LOW 50s Beats Per Minute

Yep, in the low 50s. If you are higher than that, you need to work on this and here’s the bad news: LSD training, for 60 to 90 minutes, in a heart rate range of approximately 120 – 150 BPM, is the way to increase SV which will slow resting heart rate. These physiological changes are not going to happen with HIIT, sprints, Crossfit, etc.

Because you are keeping the heart rate slow in LSD training, you are increasing the filling time of the ventricles (heart chambers). The increase in filling time allows for an increase in blood volume and this actually stretches the chamber size, giving you bigger ventricles which pump more blood per beat.

Good news is that as long as the HR is above 120 and below 150 the method of exercise doesn’t really matter. In fact, it’s good to emulate your sport.

“But” you retort “fighting is an anaerobic sport!” Really, it’s all out effort all the time? Nope, it is not. Footwork, punching and kicking, holding a position on the ground, for 3 to 5 minutes is pretty aerobic. Plus, the aerobic system does not just shut off during high intensity bouts. Aerobic metabolism contributes to energy production even at high intensity. Fighting is mostly aerobic/alactic. Long periods of lighter activity with bursts of intense activity. Where fighting falls on a spectrum of purely aerobic to purely anaerobic (think marathon vs. olympic Weightlifting) depends on the type of fight and the rule set. Folkstyle wrestling is different from boxing and both are different from MMA and BJJ.

We need to develop the anaerobic system with high intensity intervals but that comes after we are maintaining a superior aerobic system. Anaerobic adaptations pretty much peak in THREE WEEKS! Go ahead and ask Dr. Tabata about that one.


So why not just do intervals?

The heart is a muscle, intervals increase the size of that muscle but don’t necessarily increase the actual size of the heart chambers. During interval training, the heart rate is so high, the chambers do not fully fill.

LSD training allows for full filling of the ventricles and like a balloon, the filling will stretch the chamber, increasing the volume of blood the ventricles could hold. This is why we need to do LSD for a long time, we are actually stretching the chamber size!

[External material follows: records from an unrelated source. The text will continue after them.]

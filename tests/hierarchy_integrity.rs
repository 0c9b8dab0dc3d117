//! End-to-end integrity tests for the site hierarchy.
//!
//! These tests verify that:
//! - Invalid simulated captors never reach storage
//! - Site deletion removes exactly the site's captors and measures
//! - Renaming touches nothing but the name
//! - Failed or repeated operations leave the store unchanged

use std::sync::atomic::{AtomicBool, AtomicUsize, Ordering};
use std::sync::Arc;
use std::thread;

use bigcorp::{
    Captor, CaptorId, CaptorKind, CaptorStore, HierarchyManager, InMemoryDatabase, Measure,
    MeasureStore, RowCounts, SimulatedCaptor, SimulatedValueGenerator, Site, SiteId, SiteStore,
    StorageError, Transaction, TransactionManager, ValidationError,
};

fn setup() -> (Arc<InMemoryDatabase>, HierarchyManager) {
    let db = Arc::new(InMemoryDatabase::new());
    let manager = HierarchyManager::new(db.clone());
    (db, manager)
}

/// In-memory database that counts the transactions it opens.
#[derive(Default)]
struct CountingDatabase {
    inner: InMemoryDatabase,
    begins: AtomicUsize,
}

impl CountingDatabase {
    fn begins(&self) -> usize {
        self.begins.load(Ordering::SeqCst)
    }
}

impl TransactionManager for CountingDatabase {
    fn begin(&self) -> Result<Box<dyn Transaction + '_>, StorageError> {
        self.begins.fetch_add(1, Ordering::SeqCst);
        self.inner.begin()
    }
}

/// In-memory database whose deferred constraint check can be made to reject
/// every commit.
#[derive(Default)]
struct ConstrainedDatabase {
    inner: InMemoryDatabase,
    reject: AtomicBool,
}

struct ConstrainedTransaction<'a> {
    inner: Box<dyn Transaction + 'a>,
}

impl TransactionManager for ConstrainedDatabase {
    fn begin(&self) -> Result<Box<dyn Transaction + '_>, StorageError> {
        let inner = self.inner.begin()?;
        if self.reject.load(Ordering::SeqCst) {
            return Ok(Box::new(ConstrainedTransaction { inner }));
        }
        Ok(inner)
    }
}

impl Transaction for ConstrainedTransaction<'_> {
    fn sites(&mut self) -> &mut dyn SiteStore {
        self.inner.sites()
    }

    fn captors(&mut self) -> &mut dyn CaptorStore {
        self.inner.captors()
    }

    fn measures(&mut self) -> &mut dyn MeasureStore {
        self.inner.measures()
    }

    fn commit(self: Box<Self>) -> Result<(), StorageError> {
        self.inner.rollback();
        Err(StorageError::IntegrityViolation(
            "deferred constraint rejected the transaction".to_string(),
        ))
    }

    fn rollback(self: Box<Self>) {
        self.inner.rollback();
    }
}

/// Creates a site with `captors` simulated captors holding `per_captor` measures each.
fn populated_site(
    manager: &HierarchyManager,
    name: &str,
    captors: usize,
    per_captor: usize,
) -> (Site, Vec<CaptorId>) {
    let site = manager.create(name).unwrap();
    let mut generator = SimulatedValueGenerator::seeded(5);
    let mut ids = Vec::new();
    for i in 0..captors {
        let captor = manager
            .add_captor(Captor::simulated(format!("{name}-{i}"), site.id.clone(), 0, 100).unwrap())
            .unwrap();
        for _ in 0..per_captor {
            manager.simulate_measure(&captor.id, &mut generator).unwrap();
        }
        ids.push(captor.id);
    }
    (site, ids)
}

#[test]
fn inverted_power_range_is_never_persisted() {
    let (db, manager) = setup();
    let site = manager.create("Florange").unwrap();

    assert!(matches!(
        Captor::simulated("C1", site.id.clone(), 500, 100),
        Err(ValidationError::InvalidCaptor { .. })
    ));

    // Same bounds smuggled in through deserialization are rejected as well.
    let json = format!(
        r#"{{"id":"","name":"C1","site_id":"{}","power_source":"SIMULATED","min_power_in_watt":500,"max_power_in_watt":100}}"#,
        site.id
    );
    assert!(serde_json::from_str::<Captor>(&json).is_err());

    assert_eq!(db.counts().unwrap().captors, 0);
}

#[test]
fn inverted_simulated_kind_never_opens_a_transaction() {
    let db = Arc::new(CountingDatabase::default());
    let manager = HierarchyManager::new(db.clone());
    let site = manager.create("Florange").unwrap();
    let opened = db.begins();

    // A CaptorKind cannot carry min=500, max=100 whichever way it is built.
    assert!(SimulatedCaptor::new(500, 100).is_err());
    let mut range = SimulatedCaptor::new(100, 500).unwrap();
    assert!(range.set_power_range(500, 100).is_err());
    assert_eq!((range.min_power_in_watt(), range.max_power_in_watt()), (100, 500));
    assert!(serde_json::from_str::<CaptorKind>(
        r#"{"power_source":"SIMULATED","min_power_in_watt":500,"max_power_in_watt":100}"#
    )
    .is_err());

    // Captors the gate rejects never reach the backend.
    let blank = Captor::new(" ", site.id.clone(), CaptorKind::Simulated(range));
    assert!(manager.add_captor(blank).unwrap_err().is_validation());
    let unbound = Captor::new(
        "C1",
        SiteId::unassigned(),
        CaptorKind::Simulated(SimulatedCaptor::new(10, 50).unwrap()),
    );
    assert!(manager.add_captor(unbound).unwrap_err().is_validation());

    assert_eq!(db.begins(), opened);
    assert_eq!(db.inner.counts().unwrap().captors, 0);
}

#[test]
fn save_runs_in_a_single_transaction() {
    let db = Arc::new(CountingDatabase::default());
    let manager = HierarchyManager::new(db.clone());
    let site = manager.create("Florange").unwrap();
    manager.add_captor(Captor::real("C1", site.id.clone())).unwrap();
    let opened = db.begins();

    let saved = manager.save(Site::with_id(site.id.clone(), "Renamed")).unwrap();

    assert_eq!(db.begins(), opened + 1);
    assert_eq!(saved.name, "Renamed");
    assert_eq!(saved.captors.len(), 1);
}

#[test]
fn store_integrity_violation_is_surfaced_and_nothing_changes() {
    let db = Arc::new(ConstrainedDatabase::default());
    let manager = HierarchyManager::new(db.clone());
    let (site, _) = populated_site(&manager, "Florange", 2, 3);
    let before = db.inner.counts().unwrap();

    db.reject.store(true, Ordering::SeqCst);
    let err = manager.delete(&site.id).unwrap_err();
    assert!(err.is_integrity_violation(), "unexpected error: {err}");
    assert!(manager
        .rename(&site.id, "Renamed")
        .unwrap_err()
        .is_integrity_violation());

    db.reject.store(false, Ordering::SeqCst);
    assert_eq!(db.inner.counts().unwrap(), before);
    assert_eq!(manager.get(&site.id).unwrap().name, "Florange");
}

#[test]
fn measures_view_of_unknown_site_is_not_found() {
    let (_, manager) = setup();
    populated_site(&manager, "Florange", 1, 1);

    let err = manager.measures_view(&SiteId::new("S404")).unwrap_err();

    assert!(err.is_not_found());
}

#[test]
fn deleting_site_removes_exactly_its_rows() {
    let (db, manager) = setup();
    let (doomed, _) = populated_site(&manager, "Florange", 3, 4);
    let (kept, kept_captors) = populated_site(&manager, "Hayange", 2, 5);

    assert_eq!(
        db.counts().unwrap(),
        RowCounts {
            sites: 2,
            captors: 5,
            measures: 22
        }
    );

    let remaining = manager.delete(&doomed.id).unwrap();

    assert_eq!(remaining, vec![kept.clone()]);
    assert_eq!(
        db.counts().unwrap(),
        RowCounts {
            sites: 1,
            captors: 2,
            measures: 10
        }
    );
    assert!(manager.get(&doomed.id).unwrap_err().is_not_found());
    for id in &kept_captors {
        assert_eq!(manager.measures(id).unwrap().len(), 5);
    }
}

#[test]
fn deleting_site_without_captors_removes_only_site() {
    let (db, manager) = setup();
    let empty = manager.create("Empty").unwrap();
    populated_site(&manager, "Hayange", 1, 2);

    manager.delete(&empty.id).unwrap();

    assert_eq!(
        db.counts().unwrap(),
        RowCounts {
            sites: 1,
            captors: 1,
            measures: 2
        }
    );
}

#[test]
fn rename_changes_only_name() {
    let (db, manager) = setup();
    let (site, captors) = populated_site(&manager, "Florange", 2, 1);
    let before = db.counts().unwrap();

    let sites = manager.rename(&site.id, "NewName").unwrap();

    assert_eq!(sites.len(), 1);
    assert_eq!(sites[0].name, "NewName");
    assert_eq!(sites[0].id, site.id);
    let mut listed: Vec<CaptorId> = sites[0].captors.iter().map(|c| c.id.clone()).collect();
    listed.sort();
    let mut expected = captors;
    expected.sort();
    assert_eq!(listed, expected);
    assert_eq!(db.counts().unwrap(), before);
}

#[test]
fn save_ignores_client_supplied_captors() {
    let (db, manager) = setup();
    let (site, _) = populated_site(&manager, "Florange", 1, 0);

    let mut posted = Site::with_id(site.id.clone(), "Renamed");
    posted.captors = vec![
        Captor::real("intruder", site.id.clone()).with_id(CaptorId::new("X1")),
        Captor::real("intruder", SiteId::new("elsewhere")).with_id(CaptorId::new("X2")),
    ];

    let saved = manager.save(posted).unwrap();

    assert_eq!(saved.name, "Renamed");
    assert_eq!(saved.captors.len(), 1);
    assert!(saved.captors.iter().all(|c| c.name != "intruder"));
    assert_eq!(db.counts().unwrap().captors, 1);
}

#[test]
fn save_without_id_creates_site() {
    let (_, manager) = setup();
    let saved = manager.save(Site::new("Florange")).unwrap();
    assert!(!saved.id.is_unassigned());
    assert_eq!(manager.list().unwrap().len(), 1);
}

#[test]
fn rename_unknown_site_is_not_found_and_changes_nothing() {
    let (db, manager) = setup();
    populated_site(&manager, "Florange", 1, 1);
    let before = db.counts().unwrap();

    let err = manager.rename(&SiteId::new("S404"), "NewName").unwrap_err();

    assert!(err.is_not_found());
    assert_eq!(db.counts().unwrap(), before);
    assert_eq!(manager.list().unwrap()[0].name, "Florange");
}

#[test]
fn florange_scenario() {
    let (db, manager) = setup();

    let site = manager.create("Florange").unwrap();
    let captor = manager
        .add_captor(Captor::simulated("C1", site.id.clone(), 10, 50).unwrap())
        .unwrap();

    let mut generator = SimulatedValueGenerator::new();
    let measure = generator.generate(&captor).unwrap();
    assert!((10..=50).contains(&measure.value_in_watt));
    manager.record_measure(measure).unwrap();

    let view = manager.measures_view(&site.id).unwrap();
    assert_eq!(view.site.name, "Florange");
    assert_eq!(view.captors.len(), 1);

    let remaining = manager.delete(&site.id).unwrap();

    assert!(remaining.iter().all(|s| s.id != site.id));
    assert!(manager.captor(&captor.id).unwrap_err().is_not_found());
    let mut tx = db.begin().unwrap();
    assert!(tx.measures().find_by_captor(&captor.id).unwrap().is_empty());
    assert_eq!(tx.captors().count().unwrap(), 0);
}

#[test]
fn second_delete_is_not_found() {
    let (_, manager) = setup();
    let (site, _) = populated_site(&manager, "Florange", 1, 3);

    manager.delete(&site.id).unwrap();
    let err = manager.delete(&site.id).unwrap_err();

    assert!(err.is_not_found());
}

#[test]
fn concurrent_deletes_succeed_once() {
    let (db, manager) = setup();
    let (site, _) = populated_site(&manager, "Florange", 4, 10);

    let handles: Vec<_> = (0..8)
        .map(|_| {
            let manager = manager.clone();
            let id = site.id.clone();
            thread::spawn(move || manager.delete(&id))
        })
        .collect();

    let results: Vec<_> = handles.into_iter().map(|h| h.join().unwrap()).collect();
    let successes = results.iter().filter(|r| r.is_ok()).count();

    assert_eq!(successes, 1);
    assert!(results
        .iter()
        .filter_map(|r| r.as_ref().err())
        .all(bigcorp::BigCorpError::is_not_found));
    assert_eq!(db.counts().unwrap(), RowCounts::default());
}

#[test]
fn measure_on_unknown_captor_is_rejected() {
    let (db, manager) = setup();
    let err = manager
        .record_measure(Measure::now(CaptorId::new("C404"), 10))
        .unwrap_err();
    assert!(err.is_not_found());
    assert_eq!(db.counts().unwrap().measures, 0);
}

There is a time for interval training after a solid base of aerobic fitness is achieved.

Interval training is useful throughout the year and depending upon the demands of your chosen endeavor.

You will see maximal anaerobic adaptations through high intensity interval training (HIIT) within a month, so there is really no reason to pummel yourself with HIIT when you are not specifically training for an event.

Turns out, doing road work is not antiquated or stupid…possibly the great champions of the past, and the current Thai’s, were on to something. Sorry for the bad news.
The next article in this series will detail an exact eight week program to enhance aerobic function.


(1) Wilmore JH and Costill DL. (2005) Physiology of Sport and Exercise: 3rd Edition. Champaign, IL: Human Kinetics.

This post was an amalgamation of a blog post and several hundred responses and answers. Dr. Lee Aldridge was a valuable contributor to the post and some of his thoughts and statements are contained within the body of the post.